Every entry should be repeated exactly as written.
═══ TASK MATERIAL ═══
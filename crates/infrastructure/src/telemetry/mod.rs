//! Logging initialisation
//!
//! Installs a `tracing` subscriber with an `EnvFilter` and a text or JSON
//! formatting layer.

mod subscriber;

pub use subscriber::{LogFormat, TelemetryConfig, TelemetryError, init_telemetry};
═══
◆ **THE ANSWER**
filename crates/infrastructure/src/telemetry/mod.rs
//! Logging initialisation
//!
//! Installs a `tracing` subscriber with an `EnvFilter` and a text or JSON
//! formatting layer.

mod subscriber;

pub use subscriber::{LogFormat, TelemetryConfig, TelemetryError, init_telemetry};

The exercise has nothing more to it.